My mother tells me that my first full sentence was “Nobody can do it like McDonald’s can.” It was probably 1979, and there was a McDonald’s located prominently on the single road into and out of town. Since the area was home to my mother’s entire family, even after we moved away every visit would involve a drive past the same McDonald’s I had seen since I was a toddler. I loved McDonald’s.
I don’t know how often we would actually stop and eat there, but I was two and I knew the jingle already. It surely wasn’t a rare thing.

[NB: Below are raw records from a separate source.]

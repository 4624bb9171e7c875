use std::sync::Arc;

use anyhow::Result;
use axum::{
    http::{header, HeaderValue},
    routing::{get, post},
    Router,
};
use tower_http::set_header::SetResponseHeaderLayer;
use tracing::info;
use tracing_subscriber::EnvFilter;

use rankings_common::{Config, RankingError, SharedSecret};
use rankings_referee::{ApprovalGate, Referee};
use rankings_store::{PgRankStore, RankStore};

mod error;
mod rest;

pub struct AppState {
    pub store: Arc<dyn RankStore>,
    pub secret: SharedSecret,
    pub referee: Referee,
    pub gate: ApprovalGate,
}

impl AppState {
    pub fn new(store: Arc<dyn RankStore>, secret: SharedSecret) -> Self {
        Self {
            referee: Referee::new(store.clone()),
            gate: ApprovalGate::new(store.clone(), secret.clone()),
            store,
            secret,
        }
    }
}

pub fn app(state: AppState) -> Router {
    Router::new()
        // Health check
        .route("/", get(|| async { "ok" }))
        // Read side
        .route("/rankings", get(rest::api_rankings))
        .route("/weeks", get(rest::api_weeks))
        .route("/teams", get(rest::api_teams))
        .route("/sources", get(rest::api_sources))
        // Operator writes
        .route("/login", post(rest::api_login))
        .route("/submit-rankings", post(rest::api_submit_rankings))
        .route("/approve-outlier", post(rest::api_approve_outlier))
        .route("/referee/run", post(rest::api_run_referee))
        .with_state(Arc::new(state))
        .layer(
            tower_http::cors::CorsLayer::new()
                .allow_origin(tower_http::cors::Any)
                .allow_methods(tower_http::cors::Any)
                .allow_headers(tower_http::cors::Any),
        )
        .layer(SetResponseHeaderLayer::overriding(
            header::CACHE_CONTROL,
            HeaderValue::from_static("no-store"),
        ))
        // Method + path + status + latency only; bodies carry the password
        .layer(
            tower_http::trace::TraceLayer::new_for_http().make_span_with(
                |request: &axum::http::Request<_>| {
                    tracing::info_span!(
                        "http_request",
                        method = %request.method(),
                        path = %request.uri().path(),
                    )
                },
            ),
        )
}

#[tokio::main]
async fn main() -> Result<()> {
    tracing_subscriber::fmt()
        .with_env_filter(EnvFilter::from_default_env().add_directive("rankings=info".parse()?))
        .init();

    let config = Config::api_from_env()?;
    config.log_redacted();

    let secret = config
        .admin_secret
        .clone()
        .ok_or_else(|| RankingError::Config("ADMIN_PASSWORD is required".into()))?;

    let store = PgRankStore::connect(&config.database_url).await?;
    store.migrate().await?;

    let app = app(AppState::new(Arc::new(store), secret));

    let addr = format!("{}:{}", config.api_host, config.api_port);
    info!("Rankings API starting on {addr}");

    let listener = tokio::net::TcpListener::bind(&addr).await?;
    axum::serve(listener, app).await?;

    Ok(())
}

If there’s one difference I can point to between my own parenting style and that of my parents, it’s that I focus more on food choices than they ever did.
My kids are thin, active, healthy eaters who would like to be unhealthy eaters. They will eat what is in front of them, but they love french fries. I don’t blame them. I love them too. I was like my own kids: skinny. I was skinny all through high school. I was skinny despite eating, basically, junk almost my whole life. Hot dogs, Kraft mac ‘n’ cheese, burgers. My school lunches almost always had a sugar-filled fruit “juice” and a pudding or Hostess snack in addition to a white bread sandwich.
The problem with being skinny throughout all of those behaviours is that I never really learned anything about food until my late 20’s. I didn’t have to: I wasn’t obese, even though I ate garbage, so I had no incentive, once out on my own, to learn anything at all about food. Time and habits will win out, eventually, though, and my food caught up with me. Luckily, I started learning about food before I had kids, so I’ve been aware of the early habits that led to my own troubles later in life. I’m still not an expert, but I think I’m doing okay now.
But, oh, McDonald’s. There you are, shining bright and yellow on the corner, promising nostalgia, convenience, and your perfect french fries…
I let my kids eat fast food. It happens once, or maybe twice, each month. I’m not insane about keeping them out of fast food restaurants, but I don’t want them to have to learn too late what helps them stay healthy, so there’s a limit. I’m also conflicted about whether to limit it because “it’s a treat” or because “it’s terrible, and only for convenience’s sake”. I don’t want them putting McDonald’s on a pedestal, as I clearly did as a kid. But I also don’t think they’ll believe me if I tell them french fries are the devil. How can the devil be so delicious? And if I stop calling fast food a treat, do I also avoid calling cake a treat? Donuts? Candy? What counts as a treat?
I’m going to go eat a bowl of broccoli now.